> **Dataset entries**:
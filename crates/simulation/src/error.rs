//! Errors raised while building or running a simulation.

use rust_decimal::Decimal;
use thiserror::Error;
use unisim_domain::error::DomainError;
use unisim_ledger::LedgerError;

#[derive(Debug, Clone, PartialEq, Eq, Error)]
pub enum SimulationError {
    /// Fee is not one of the supported tiers.
    #[error("not a valid pool fee: {0}")]
    InvalidFeeTier(u32),
    /// The second token of a pair must be quoted at 1.
    #[error("token {symbol} should start at a price of 1, got {price}")]
    InvalidTokenOrdering { symbol: String, price: Decimal },
    /// Agent holds less than the operation needs.
    #[error("insufficient balance: needed {needed}, available {available}")]
    InsufficientBalance { needed: Decimal, available: Decimal },
    /// Liquidity fraction outside `(0, 1]`.
    #[error("fraction must be in (0, 1], got {0}")]
    InvalidFraction(Decimal),
    /// An exchange already lists a pool with this name.
    #[error("duplicate pool: '{0}' already exists")]
    DuplicatePool(String),
    /// No pool with this name is listed.
    #[error("no pool named '{0}'")]
    UnknownPool(String),
    /// Whale activation steps run past the end of the simulation.
    #[error("not enough steps for the whale: needs {required}, run has {configured}")]
    InsufficientSteps { required: u64, configured: u64 },
    /// Agent tuning that cannot drive a distribution.
    #[error("invalid configuration: {0}")]
    InvalidConfig(String),
    /// The ledger rejected an operation.
    #[error("ledger operation failed: {0}")]
    LedgerOperationFailed(#[from] LedgerError),
    /// Fixed-point math failure outside a ledger call.
    #[error(transparent)]
    Domain(#[from] DomainError),
}

pub type SimulationResult<T> = Result<T, SimulationError>;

> **WHAT THE TASK REQUIRES**: For each entry above, write out an exact copy.

> **RESPONSE**:
filename crates/simulation/src/error.rs
//! Errors raised while building or running a simulation.

use rust_decimal::Decimal;
use thiserror::Error;
use unisim_domain::error::DomainError;
use unisim_ledger::LedgerError;

#[derive(Debug, Clone, PartialEq, Eq, Error)]
pub enum SimulationError {
    /// Fee is not one of the supported tiers.
    #[error("not a valid pool fee: {0}")]
    InvalidFeeTier(u32),
    /// The second token of a pair must be quoted at 1.
    #[error("token {symbol} should start at a price of 1, got {price}")]
    InvalidTokenOrdering { symbol: String, price: Decimal },
    /// Agent holds less than the operation needs.
    #[error("insufficient balance: needed {needed}, available {available}")]
    InsufficientBalance { needed: Decimal, available: Decimal },
    /// Liquidity fraction outside `(0, 1]`.
    #[error("fraction must be in (0, 1], got {0}")]
    InvalidFraction(Decimal),
    /// An exchange already lists a pool with this name.
    #[error("duplicate pool: '{0}' already exists")]
    DuplicatePool(String),
    /// No pool with this name is listed.
    #[error("no pool named '{0}'")]
    UnknownPool(String),
    /// Whale activation steps run past the end of the simulation.
    #[error("not enough steps for the whale: needs {required}, run has {configured}")]
    InsufficientSteps { required: u64, configured: u64 },
    /// Agent tuning that cannot drive a distribution.
    #[error("invalid configuration: {0}")]
    InvalidConfig(String),
    /// The ledger rejected an operation.
    #[error("ledger operation failed: {0}")]
    LedgerOperationFailed(#[from] LedgerError),
    /// Fixed-point math failure outside a ledger call.
    #[error(transparent)]
    Domain(#[from] DomainError),
}

pub type SimulationResult<T> = Result<T, SimulationError>;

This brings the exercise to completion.